Macbeth — William Shakespeare (c.1606)
Macbeth is OCR's most popular Shakespeare text for Component 02 Section B. Expect an extract-based question (15 marks) and a whole-text essay (25 marks). AO4 (SPaG) is also assessed here. You must demonstrate understanding of dramatic methods, Elizabethan/Jacobean context, and language analysis.
Context — essential for AO3
Jacobean context (c.1606):
- Gunpowder Plot (1605): Catholic plot to blow up Parliament. Written immediately after, Macbeth dramatises treachery and regicide — deeply resonant for a traumatised audience.
- James I: King of Scotland before England; wrote Daemonologie (1597) on witchcraft; Shakespeare was flattering the new king by making witches central AND by tracing James's ancestry to Banquo.
- Divine right of kings: the belief that killing the king was a sin against God — Macbeth's murder of Duncan is the ultimate transgression.
- The great chain of being: the medieval/Renaissance idea of a divinely ordered hierarchy; regicide disrupts the natural order (symbolised by the unnatural events after Duncan's murder).

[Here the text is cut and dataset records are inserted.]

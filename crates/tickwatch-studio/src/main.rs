//! Headless host for the clock widget.
//!
//! Plays a short scripted session (resize, start, run, stop, reset) against
//! a [`ClockWidget`] in real time and logs what a window would be showing.

use std::thread;
use std::time::Duration;

use anyhow::{Context, Result};

use tickwatch_engine::logging::{init_logging, LoggingConfig};
use tickwatch_engine::time::FrameClock;
use tickwatch_ui::prelude::*;

const FONT_FAMILY: &str = "Roboto";
const BACKGROUND: &str = "#ff6666";
const FRAME: Duration = Duration::from_millis(16);
/// How often the running display is logged.
const REPORT_EVERY: f64 = 0.5;

/// One scripted host action.
enum Step {
    Resize(f32, f32),
    Press(HostEvent),
    Run(Duration),
}

const SCRIPT: &[Step] = &[
    Step::Resize(820.0, 300.0),
    Step::Resize(820.0, 300.0),
    Step::Press(HostEvent::StartStopPressed),
    Step::Run(Duration::from_millis(2_200)),
    Step::Resize(400.0, 300.0),
    Step::Run(Duration::from_millis(600)),
    Step::Press(HostEvent::StartStopPressed),
    Step::Run(Duration::from_millis(300)),
    Step::Press(HostEvent::ResetPressed),
];

fn main() -> Result<()> {
    init_logging(LoggingConfig::default());

    let background = Color::from_hex(BACKGROUND).context("invalid window background")?;
    let mut app = Application::new().background(background);
    match load_fonts() {
        (Some(regular), bold) => app = app.font(FONT_FAMILY, regular, bold),
        (None, _) => log::warn!("no system font found; using nominal text metrics"),
    }

    let mut view = ConsoleView::default();
    let Launched { mut widget, fonts, font_family } = app.launch(&mut view);

    let family = font_family.as_deref().and_then(|name| fonts.family(name));
    let measure: &dyn TextMeasure = match &family {
        Some(m) => m,
        None => &NominalMeasure,
    };

    for step in SCRIPT {
        match step {
            Step::Resize(w, h) => {
                let allocated = Vec2::new(*w, *h);
                log::info!("resize to {w}x{h}");
                widget.handle(HostEvent::SizeChanged { allocated }, measure, &mut view);
            }
            Step::Press(event) => widget.handle(*event, measure, &mut view),
            Step::Run(duration) => run_for(&mut widget, measure, &mut view, *duration),
        }
    }

    log::info!(
        "final: clock {} | stopwatch {} [{}]",
        plain(&view.state.clock_text),
        plain(&view.state.stopwatch_text),
        view.state.start_label
    );
    Ok(())
}

/// Ticks the widget every frame for `duration` of wall time.
fn run_for(widget: &mut ClockWidget, measure: &dyn TextMeasure, view: &mut ConsoleView, duration: Duration) {
    let mut clock = FrameClock::new();
    let mut since_report = 0.0;
    let mut total = Duration::ZERO;

    while total < duration {
        thread::sleep(FRAME);
        let ft = clock.tick();
        total += Duration::from_secs_f64(ft.dt);
        since_report += ft.dt;

        widget.handle(HostEvent::Tick { dt: ft.dt }, measure, view);

        if since_report >= REPORT_EVERY {
            since_report = 0.0;
            log::info!(
                "frame {:>4}: clock {} | stopwatch {}",
                ft.frame_index,
                plain(&view.state.clock_text),
                plain(&view.state.stopwatch_text)
            );
        }
    }
}

fn plain(markup: &str) -> String {
    tickwatch_markup::parse_str(markup)
        .map(|m| m.plain_text())
        .unwrap_or_else(|_| markup.to_string())
}

fn load_fonts() -> (Option<Vec<u8>>, Option<Vec<u8>>) {
    fn read_first(paths: &[&str]) -> Option<Vec<u8>> {
        paths.iter().find_map(|p| std::fs::read(p).ok())
    }
    let regular = read_first(&[
        "/usr/share/fonts/truetype/roboto/unhinted/RobotoTTF/Roboto-Thin.ttf",
        "/usr/share/fonts/TTF/DejaVuSans.ttf",
        "/usr/share/fonts/truetype/dejavu/DejaVuSans.ttf",
        "/usr/share/fonts/dejavu/DejaVuSans.ttf",
    ]);
    let bold = read_first(&[
        "/usr/share/fonts/truetype/roboto/unhinted/RobotoTTF/Roboto-Medium.ttf",
        "/usr/share/fonts/TTF/DejaVuSans-Bold.ttf",
        "/usr/share/fonts/truetype/dejavu/DejaVuSans-Bold.ttf",
        "/usr/share/fonts/dejavu/DejaVuSans-Bold.ttf",
    ]);
    (regular, bold)
}

// ── NominalMeasure ────────────────────────────────────────────────────────

/// Fixed metrics for when no font could be loaded: each char is `0.6 * size`
/// wide and each line `1.2 * size` tall.
struct NominalMeasure;

impl TextMeasure for NominalMeasure {
    fn measure(&self, markup: &str, font_size: f32) -> Vec2 {
        let Ok(parsed) = tickwatch_markup::parse_str(markup) else {
            return Vec2::new(markup.chars().count() as f32, 1.2) * font_size;
        };
        parsed.runs.iter().fold(Vec2::zero(), |acc, run| {
            let size = run.size_or(font_size);
            let width = run.text.chars().count() as f32 * size * 0.6;
            Vec2::new(acc.x + width, acc.y.max(size * 1.2))
        })
    }
}

// ── ConsoleView ───────────────────────────────────────────────────────────

/// Records view properties and logs the ones a user would notice changing.
#[derive(Default)]
struct ConsoleView {
    state: ViewState,
}

impl ClockView for ConsoleView {
    fn set_clock_text(&mut self, markup: &str) {
        if self.state.clock_text != markup {
            log::trace!("clock text {markup:?}");
        }
        self.state.set_clock_text(markup);
    }

    fn set_stopwatch_text(&mut self, markup: &str) {
        log::trace!("stopwatch text {markup:?}");
        self.state.set_stopwatch_text(markup);
    }

    fn set_start_label(&mut self, label: &str) {
        log::info!("start button reads {label:?}");
        self.state.set_start_label(label);
    }

    fn set_clock_font_size(&mut self, size: f32) {
        log::info!("clock font size {size:.1}");
        self.state.set_clock_font_size(size);
    }

    fn set_stopwatch_font_size(&mut self, size: f32) {
        log::info!("stopwatch font size {size:.1}");
        self.state.set_stopwatch_font_size(size);
    }

    fn set_controls_geometry(&mut self, geometry: ControlsGeometry) {
        log::info!(
            "controls height {} padding {} spacing {}",
            geometry.height, geometry.padding, geometry.spacing
        );
        self.state.set_controls_geometry(geometry);
    }

    fn set_window_background(&mut self, color: Color) {
        log::info!("window background {color}");
        self.state.set_window_background(color);
    }

    fn set_controls_background(&mut self, color: Color) {
        log::info!("controls background {color}");
        self.state.set_controls_background(color);
    }

    fn set_font_family(&mut self, name: &str) {
        log::info!("font family {name}");
        self.state.set_font_family(name);
    }
}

- Gunpowder Plot aftermath: fear of equivocation (saying one thing meaning another) — the Porter scene references this directly.
Key themes and dramatic structure
Ambition: Macbeth's "vaulting ambition, which o'erleaps itself" — the fatal flaw that drives him to murder.
Gender and power: Lady Macbeth's "unsex me here" — she calls on supernatural forces to remove her femininity and give her the cruelty she associates with masculine power. A Jacobean audience would find her transgression of gender norms deeply disturbing.
Appearance vs reality: "Fair is foul and foul is fair" (Witches) — the play's central paradox. Nothing is what it seems: the witches tell truth deceptively; the Macbeths are gracious hosts/murderers.
The supernatural: witches, Banquo's ghost, visions. In 1606, audiences believed in witches. Macbeth's descent is partly driven by demonic influence (the witches) — which raises questions about free will and responsibility.
Key characters
| Character | Dramatic function |
|---|---|
| Macbeth | Tragic hero: great but flawed; the audience watches his fall |
| Lady Macbeth | Catalyst and foil; begins stronger than Macbeth; disintegrates through guilt faster than he does |
| The Witches | Temptation; equivocation; represent the disorder Macbeth unleashes |
| Banquo | Contrast: shares temptation but resists; represents the path not taken |
| Duncan | Saintly king; his murder = ultimate crime; symbolises the natural order |
| Macduff | Nemesis; retribution; born "from his mother's womb / Untimely ripped" — the loophole that fulfils the prophecy |
Key dramatic techniques
- Soliloquy: Macbeth's "Is this a dagger which I see before me?" — reveals inner turmoil; theatrical device to share private thought.
- Aside: used to create dramatic irony (audience knows Macbeth's thoughts when other characters don't).
- Equivocation: witches' prophecies are literally true but misleading: "no man of woman born" / "till Birnam Wood remove to Dunsinane" — both have loopholes.
- Dramatic irony: Duncan calls Macbeth's castle "a pleasant seat" moments before his murder there.
- Stagecraft: the banquet scene (Act 3, Sc 4) — Banquo's ghost visible to Macbeth and the audience but not other guests; Lady Macbeth desperately manages the situation.
Language analysis highlights
- "Stars, hide your fires; / Let not light see my black and deep desires" — metaphor of light/dark; Macbeth is aware his desires are morally wrong; the darkness he calls for is both literal (night for murder) and moral.
- "Out, damned spot! out, I say!" — Lady Macbeth's disintegration; she cannot wash away guilt physically; the spot is psychological, not real.
- "Tomorrow, and tomorrow, and tomorrow, / Creeps in this petty pace from day to day" — Macbeth's nihilism by Act 5; repetition of "tomorrow" creates a sense of endless, meaningless time; life has become empty.
Common OCR exam mistakes
- Treating the witches as causing Macbeth's downfall — they tempt but do not control. Shakespeare deliberately leaves agency ambiguous; Macbeth makes his own choices.
- Ignoring the extract in extract questions — you MUST focus on the provided text and analyse specific words/phrases, not write a general essay.
- Missing stagecraft and dramatic technique questions: soliloquy, aside, dramatic irony are all AO2 marks waiting to be picked up.
- Under-using AO3 — Jacobean context must be woven into the analysis, not stated separately.